---------- Records supplied ----------

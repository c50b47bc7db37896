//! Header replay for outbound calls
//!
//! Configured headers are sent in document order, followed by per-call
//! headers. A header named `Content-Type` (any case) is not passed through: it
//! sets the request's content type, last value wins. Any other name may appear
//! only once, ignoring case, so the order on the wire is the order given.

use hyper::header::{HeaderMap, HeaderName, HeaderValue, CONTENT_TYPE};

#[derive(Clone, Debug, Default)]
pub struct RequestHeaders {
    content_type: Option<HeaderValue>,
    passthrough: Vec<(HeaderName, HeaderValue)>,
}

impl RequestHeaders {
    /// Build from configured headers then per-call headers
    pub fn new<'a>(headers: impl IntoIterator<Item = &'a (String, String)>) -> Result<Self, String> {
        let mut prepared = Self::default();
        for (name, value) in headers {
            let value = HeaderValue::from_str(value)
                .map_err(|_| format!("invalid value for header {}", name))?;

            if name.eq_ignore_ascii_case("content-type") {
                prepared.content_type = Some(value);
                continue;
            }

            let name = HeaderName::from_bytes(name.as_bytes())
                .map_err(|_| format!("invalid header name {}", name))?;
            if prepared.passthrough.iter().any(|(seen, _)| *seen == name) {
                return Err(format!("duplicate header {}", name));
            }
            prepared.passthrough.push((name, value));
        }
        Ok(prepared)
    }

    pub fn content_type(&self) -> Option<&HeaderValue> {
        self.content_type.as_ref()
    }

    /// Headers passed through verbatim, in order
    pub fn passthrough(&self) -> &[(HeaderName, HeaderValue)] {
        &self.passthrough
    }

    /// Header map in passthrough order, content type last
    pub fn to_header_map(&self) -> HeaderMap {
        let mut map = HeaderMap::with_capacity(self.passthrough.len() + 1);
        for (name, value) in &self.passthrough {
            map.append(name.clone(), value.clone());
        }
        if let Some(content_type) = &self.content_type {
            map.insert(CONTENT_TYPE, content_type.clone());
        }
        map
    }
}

----------
---------- Records supplied ----------

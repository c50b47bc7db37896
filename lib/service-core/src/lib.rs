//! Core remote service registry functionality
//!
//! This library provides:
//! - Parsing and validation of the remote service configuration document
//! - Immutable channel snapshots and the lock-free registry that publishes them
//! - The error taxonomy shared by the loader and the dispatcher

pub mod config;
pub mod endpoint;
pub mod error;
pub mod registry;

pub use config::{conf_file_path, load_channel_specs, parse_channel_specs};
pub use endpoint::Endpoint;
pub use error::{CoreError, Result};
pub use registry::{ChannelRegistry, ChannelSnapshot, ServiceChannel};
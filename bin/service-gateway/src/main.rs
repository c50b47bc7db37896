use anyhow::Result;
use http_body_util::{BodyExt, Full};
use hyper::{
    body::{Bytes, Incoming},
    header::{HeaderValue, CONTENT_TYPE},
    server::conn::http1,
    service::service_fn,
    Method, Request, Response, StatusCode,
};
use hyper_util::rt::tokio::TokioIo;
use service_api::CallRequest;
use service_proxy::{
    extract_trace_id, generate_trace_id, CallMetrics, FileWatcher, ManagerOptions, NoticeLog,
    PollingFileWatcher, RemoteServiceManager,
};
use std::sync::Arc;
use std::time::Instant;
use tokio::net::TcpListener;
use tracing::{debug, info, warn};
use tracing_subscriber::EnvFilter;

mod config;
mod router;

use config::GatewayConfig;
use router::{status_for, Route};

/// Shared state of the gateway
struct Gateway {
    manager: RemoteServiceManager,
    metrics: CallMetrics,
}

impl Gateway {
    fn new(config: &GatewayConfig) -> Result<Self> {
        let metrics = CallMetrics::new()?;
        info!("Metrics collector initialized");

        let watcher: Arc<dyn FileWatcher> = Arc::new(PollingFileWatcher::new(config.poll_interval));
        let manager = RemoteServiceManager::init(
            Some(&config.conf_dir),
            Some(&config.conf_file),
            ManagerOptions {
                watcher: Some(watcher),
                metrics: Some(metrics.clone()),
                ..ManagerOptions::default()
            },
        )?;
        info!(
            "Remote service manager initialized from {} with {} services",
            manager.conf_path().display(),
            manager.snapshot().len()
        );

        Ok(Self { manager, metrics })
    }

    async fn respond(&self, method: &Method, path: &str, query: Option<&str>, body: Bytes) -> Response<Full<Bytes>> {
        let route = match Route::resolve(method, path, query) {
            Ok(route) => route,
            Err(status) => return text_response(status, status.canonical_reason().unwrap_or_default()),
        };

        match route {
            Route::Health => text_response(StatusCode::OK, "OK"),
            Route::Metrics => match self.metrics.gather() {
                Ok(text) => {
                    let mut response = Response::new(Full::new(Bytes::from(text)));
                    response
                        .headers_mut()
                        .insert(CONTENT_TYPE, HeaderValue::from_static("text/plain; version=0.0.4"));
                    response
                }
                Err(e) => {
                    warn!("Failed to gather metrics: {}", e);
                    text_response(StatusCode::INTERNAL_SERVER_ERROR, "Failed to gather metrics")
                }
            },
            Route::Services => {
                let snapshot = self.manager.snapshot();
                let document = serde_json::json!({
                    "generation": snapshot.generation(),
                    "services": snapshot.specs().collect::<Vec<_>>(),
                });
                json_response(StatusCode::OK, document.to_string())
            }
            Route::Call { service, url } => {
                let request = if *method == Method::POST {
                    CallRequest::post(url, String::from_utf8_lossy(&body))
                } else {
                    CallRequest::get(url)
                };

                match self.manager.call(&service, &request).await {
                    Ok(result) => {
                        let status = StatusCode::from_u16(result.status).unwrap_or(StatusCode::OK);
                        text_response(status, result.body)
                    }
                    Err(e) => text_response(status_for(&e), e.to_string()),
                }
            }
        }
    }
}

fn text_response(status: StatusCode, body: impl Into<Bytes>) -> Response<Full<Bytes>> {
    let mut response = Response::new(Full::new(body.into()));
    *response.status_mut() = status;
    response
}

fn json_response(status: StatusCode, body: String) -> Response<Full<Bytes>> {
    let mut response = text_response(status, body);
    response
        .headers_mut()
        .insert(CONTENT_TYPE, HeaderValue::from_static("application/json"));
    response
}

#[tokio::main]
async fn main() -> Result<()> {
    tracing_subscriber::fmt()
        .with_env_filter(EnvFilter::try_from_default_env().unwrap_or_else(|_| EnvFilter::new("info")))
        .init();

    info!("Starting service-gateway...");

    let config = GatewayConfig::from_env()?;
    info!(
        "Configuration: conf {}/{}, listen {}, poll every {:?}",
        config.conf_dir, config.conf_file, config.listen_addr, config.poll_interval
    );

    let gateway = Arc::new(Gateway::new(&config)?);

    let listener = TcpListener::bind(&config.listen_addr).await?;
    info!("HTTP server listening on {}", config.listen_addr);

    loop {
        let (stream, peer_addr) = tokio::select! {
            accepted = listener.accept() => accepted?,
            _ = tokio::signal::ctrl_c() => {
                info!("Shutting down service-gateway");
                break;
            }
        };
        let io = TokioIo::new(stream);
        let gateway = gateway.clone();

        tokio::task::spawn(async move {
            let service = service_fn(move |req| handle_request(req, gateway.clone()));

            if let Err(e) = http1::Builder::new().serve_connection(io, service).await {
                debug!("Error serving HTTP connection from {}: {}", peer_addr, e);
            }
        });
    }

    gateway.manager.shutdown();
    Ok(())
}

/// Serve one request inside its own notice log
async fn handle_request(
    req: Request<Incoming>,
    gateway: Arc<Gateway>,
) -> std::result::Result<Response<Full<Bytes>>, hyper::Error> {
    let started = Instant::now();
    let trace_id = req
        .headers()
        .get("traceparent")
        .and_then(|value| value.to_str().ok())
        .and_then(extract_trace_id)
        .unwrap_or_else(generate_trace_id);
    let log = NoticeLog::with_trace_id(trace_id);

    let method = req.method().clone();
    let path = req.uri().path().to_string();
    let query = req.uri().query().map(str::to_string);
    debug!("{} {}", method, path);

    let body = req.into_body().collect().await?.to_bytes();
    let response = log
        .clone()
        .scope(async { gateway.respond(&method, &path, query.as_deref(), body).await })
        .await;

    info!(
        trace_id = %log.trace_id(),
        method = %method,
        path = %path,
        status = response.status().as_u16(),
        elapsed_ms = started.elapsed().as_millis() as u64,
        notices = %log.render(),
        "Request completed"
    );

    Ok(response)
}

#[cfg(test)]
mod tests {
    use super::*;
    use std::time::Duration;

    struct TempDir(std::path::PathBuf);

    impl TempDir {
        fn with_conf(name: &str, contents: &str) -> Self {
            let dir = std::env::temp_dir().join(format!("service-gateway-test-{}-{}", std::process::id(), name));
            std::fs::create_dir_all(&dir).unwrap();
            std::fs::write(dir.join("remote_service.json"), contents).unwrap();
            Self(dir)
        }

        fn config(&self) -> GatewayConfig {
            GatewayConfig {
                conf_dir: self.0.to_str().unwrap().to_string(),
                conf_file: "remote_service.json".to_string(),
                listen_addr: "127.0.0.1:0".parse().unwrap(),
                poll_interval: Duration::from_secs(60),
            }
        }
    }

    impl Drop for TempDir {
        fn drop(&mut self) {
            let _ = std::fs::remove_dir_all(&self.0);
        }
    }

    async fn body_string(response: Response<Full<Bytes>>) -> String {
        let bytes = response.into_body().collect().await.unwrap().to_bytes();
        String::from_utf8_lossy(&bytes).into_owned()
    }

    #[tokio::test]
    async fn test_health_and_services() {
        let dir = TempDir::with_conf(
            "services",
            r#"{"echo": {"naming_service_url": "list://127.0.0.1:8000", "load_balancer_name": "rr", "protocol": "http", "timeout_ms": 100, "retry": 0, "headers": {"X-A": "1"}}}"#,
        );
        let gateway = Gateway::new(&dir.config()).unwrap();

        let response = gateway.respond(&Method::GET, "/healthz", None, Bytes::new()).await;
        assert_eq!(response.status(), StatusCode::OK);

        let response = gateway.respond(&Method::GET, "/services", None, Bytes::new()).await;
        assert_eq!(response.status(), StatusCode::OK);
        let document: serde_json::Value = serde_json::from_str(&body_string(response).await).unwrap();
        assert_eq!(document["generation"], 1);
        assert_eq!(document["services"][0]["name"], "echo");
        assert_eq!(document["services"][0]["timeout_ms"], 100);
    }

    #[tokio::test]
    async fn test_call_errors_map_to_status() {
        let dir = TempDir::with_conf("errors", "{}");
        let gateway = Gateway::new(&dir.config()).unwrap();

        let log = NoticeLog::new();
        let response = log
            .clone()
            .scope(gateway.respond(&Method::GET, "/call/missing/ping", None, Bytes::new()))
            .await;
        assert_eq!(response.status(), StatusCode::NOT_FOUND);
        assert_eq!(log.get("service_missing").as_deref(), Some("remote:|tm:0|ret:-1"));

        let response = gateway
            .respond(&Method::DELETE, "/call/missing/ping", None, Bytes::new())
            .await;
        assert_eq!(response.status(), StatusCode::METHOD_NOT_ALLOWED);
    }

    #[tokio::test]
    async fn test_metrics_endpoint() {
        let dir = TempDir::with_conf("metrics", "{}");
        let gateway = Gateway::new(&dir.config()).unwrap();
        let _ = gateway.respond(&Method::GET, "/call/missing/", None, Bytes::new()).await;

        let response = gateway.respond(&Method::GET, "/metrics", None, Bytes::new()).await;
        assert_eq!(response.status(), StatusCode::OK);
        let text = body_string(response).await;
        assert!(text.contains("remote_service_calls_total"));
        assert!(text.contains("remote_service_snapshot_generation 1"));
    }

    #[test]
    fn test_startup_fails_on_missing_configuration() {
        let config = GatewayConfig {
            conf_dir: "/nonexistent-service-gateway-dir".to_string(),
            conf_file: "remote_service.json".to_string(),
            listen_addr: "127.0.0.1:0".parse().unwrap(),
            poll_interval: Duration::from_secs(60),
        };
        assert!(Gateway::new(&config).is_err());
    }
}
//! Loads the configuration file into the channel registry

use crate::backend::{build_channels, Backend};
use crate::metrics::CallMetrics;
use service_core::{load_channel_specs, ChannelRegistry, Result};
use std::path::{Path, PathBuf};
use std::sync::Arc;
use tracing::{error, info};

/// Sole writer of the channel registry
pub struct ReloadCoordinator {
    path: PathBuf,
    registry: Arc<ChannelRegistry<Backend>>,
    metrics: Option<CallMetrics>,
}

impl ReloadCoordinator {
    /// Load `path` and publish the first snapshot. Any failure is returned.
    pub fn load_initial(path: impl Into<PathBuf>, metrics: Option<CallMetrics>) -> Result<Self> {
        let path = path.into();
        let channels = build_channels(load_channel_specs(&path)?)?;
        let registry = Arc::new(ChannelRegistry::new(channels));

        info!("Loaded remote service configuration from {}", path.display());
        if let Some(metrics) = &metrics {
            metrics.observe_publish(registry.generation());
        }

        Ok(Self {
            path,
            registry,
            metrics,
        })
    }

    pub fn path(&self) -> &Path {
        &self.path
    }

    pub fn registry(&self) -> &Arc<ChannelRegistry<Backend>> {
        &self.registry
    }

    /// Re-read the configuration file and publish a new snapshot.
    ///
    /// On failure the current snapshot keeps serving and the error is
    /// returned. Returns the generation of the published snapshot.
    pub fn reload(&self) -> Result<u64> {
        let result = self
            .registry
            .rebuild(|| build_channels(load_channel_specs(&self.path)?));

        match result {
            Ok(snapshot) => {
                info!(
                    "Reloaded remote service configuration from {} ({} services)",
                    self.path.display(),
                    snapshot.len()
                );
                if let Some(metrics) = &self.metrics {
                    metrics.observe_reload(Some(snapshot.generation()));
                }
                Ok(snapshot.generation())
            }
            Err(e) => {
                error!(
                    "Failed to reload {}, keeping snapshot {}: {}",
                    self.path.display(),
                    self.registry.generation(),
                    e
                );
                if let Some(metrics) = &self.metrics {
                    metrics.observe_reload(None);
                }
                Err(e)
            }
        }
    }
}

----------

* _Description of the task_:
Show, from the records above, every line that includes "struct".

* _Task response_:
pub struct RequestHeaders {
struct Gateway {
    struct TempDir(std::path::PathBuf);
pub struct ReloadCoordinator {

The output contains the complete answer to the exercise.